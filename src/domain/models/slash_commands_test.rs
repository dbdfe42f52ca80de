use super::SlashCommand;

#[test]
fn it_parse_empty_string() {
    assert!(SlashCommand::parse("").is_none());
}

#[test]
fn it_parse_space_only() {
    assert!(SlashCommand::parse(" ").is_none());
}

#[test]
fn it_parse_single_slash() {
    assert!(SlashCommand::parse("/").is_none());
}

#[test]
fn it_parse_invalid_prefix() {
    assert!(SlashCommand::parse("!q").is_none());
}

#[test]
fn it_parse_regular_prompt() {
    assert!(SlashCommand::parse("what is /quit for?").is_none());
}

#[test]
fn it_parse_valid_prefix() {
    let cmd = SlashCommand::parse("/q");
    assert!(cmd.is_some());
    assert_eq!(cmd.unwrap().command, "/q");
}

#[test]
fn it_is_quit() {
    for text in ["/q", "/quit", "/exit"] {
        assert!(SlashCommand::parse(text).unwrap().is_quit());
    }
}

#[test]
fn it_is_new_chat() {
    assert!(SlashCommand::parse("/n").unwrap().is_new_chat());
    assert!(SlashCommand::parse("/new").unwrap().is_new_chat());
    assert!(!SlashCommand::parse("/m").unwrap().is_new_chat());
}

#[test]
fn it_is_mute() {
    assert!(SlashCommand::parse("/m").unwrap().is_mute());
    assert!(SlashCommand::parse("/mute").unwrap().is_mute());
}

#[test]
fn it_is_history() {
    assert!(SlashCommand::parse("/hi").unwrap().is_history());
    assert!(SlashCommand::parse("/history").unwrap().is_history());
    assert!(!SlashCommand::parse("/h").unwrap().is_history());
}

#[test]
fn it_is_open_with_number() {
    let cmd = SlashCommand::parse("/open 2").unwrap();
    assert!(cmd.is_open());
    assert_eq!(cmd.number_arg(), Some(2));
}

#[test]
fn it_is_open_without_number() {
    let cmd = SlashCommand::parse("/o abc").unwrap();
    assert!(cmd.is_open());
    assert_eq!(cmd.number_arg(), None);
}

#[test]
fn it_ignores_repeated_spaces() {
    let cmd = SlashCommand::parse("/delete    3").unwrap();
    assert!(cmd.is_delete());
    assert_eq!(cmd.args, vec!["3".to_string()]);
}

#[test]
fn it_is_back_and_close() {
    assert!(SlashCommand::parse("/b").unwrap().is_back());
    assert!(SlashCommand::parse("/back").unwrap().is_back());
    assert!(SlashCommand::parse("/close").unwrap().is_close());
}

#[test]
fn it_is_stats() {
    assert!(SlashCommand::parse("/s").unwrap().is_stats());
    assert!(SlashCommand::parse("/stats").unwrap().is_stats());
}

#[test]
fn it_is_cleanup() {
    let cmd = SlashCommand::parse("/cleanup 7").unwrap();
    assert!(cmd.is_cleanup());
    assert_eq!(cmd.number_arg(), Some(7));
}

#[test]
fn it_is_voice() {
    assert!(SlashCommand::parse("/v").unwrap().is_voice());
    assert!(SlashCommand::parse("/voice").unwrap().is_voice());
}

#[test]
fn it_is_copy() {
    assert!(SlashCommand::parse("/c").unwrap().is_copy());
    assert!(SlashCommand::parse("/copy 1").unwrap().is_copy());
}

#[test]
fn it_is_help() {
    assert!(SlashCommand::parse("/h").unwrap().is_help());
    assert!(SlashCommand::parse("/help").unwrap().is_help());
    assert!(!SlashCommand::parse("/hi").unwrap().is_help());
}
...
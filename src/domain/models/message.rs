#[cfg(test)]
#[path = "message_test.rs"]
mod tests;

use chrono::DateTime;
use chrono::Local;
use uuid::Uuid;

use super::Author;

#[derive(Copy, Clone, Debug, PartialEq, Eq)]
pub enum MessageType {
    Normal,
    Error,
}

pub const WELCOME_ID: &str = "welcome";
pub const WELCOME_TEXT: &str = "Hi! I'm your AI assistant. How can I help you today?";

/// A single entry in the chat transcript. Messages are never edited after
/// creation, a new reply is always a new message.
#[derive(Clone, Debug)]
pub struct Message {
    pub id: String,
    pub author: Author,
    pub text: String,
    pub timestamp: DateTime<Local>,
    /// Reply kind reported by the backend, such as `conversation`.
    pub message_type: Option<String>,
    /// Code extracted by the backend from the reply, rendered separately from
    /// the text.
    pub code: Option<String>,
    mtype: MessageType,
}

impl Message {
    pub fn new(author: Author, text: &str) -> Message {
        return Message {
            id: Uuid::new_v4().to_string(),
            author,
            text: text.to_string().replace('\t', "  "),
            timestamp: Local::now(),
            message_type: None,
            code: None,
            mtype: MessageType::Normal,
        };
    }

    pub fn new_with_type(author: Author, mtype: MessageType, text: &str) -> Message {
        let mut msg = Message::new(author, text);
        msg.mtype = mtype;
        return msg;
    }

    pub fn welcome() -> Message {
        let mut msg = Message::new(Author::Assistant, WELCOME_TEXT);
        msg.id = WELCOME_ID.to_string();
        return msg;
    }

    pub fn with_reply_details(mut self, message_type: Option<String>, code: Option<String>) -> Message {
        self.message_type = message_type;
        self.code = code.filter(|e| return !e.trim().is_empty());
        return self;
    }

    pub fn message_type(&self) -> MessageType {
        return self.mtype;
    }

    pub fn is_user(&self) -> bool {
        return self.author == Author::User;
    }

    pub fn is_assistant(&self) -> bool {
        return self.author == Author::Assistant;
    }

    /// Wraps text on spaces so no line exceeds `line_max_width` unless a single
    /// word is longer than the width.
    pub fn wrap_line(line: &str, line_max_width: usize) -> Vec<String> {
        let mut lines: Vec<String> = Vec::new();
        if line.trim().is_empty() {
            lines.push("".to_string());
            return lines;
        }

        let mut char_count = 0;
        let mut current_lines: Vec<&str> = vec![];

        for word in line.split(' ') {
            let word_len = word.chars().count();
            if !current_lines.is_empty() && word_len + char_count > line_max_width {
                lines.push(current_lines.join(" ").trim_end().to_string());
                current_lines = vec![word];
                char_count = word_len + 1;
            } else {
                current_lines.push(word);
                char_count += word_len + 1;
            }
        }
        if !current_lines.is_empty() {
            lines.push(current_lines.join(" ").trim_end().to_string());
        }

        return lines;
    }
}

# Work item:
Tally the lines in the records above that contain the word "Option". Write the number and nothing else.

# Written response:
3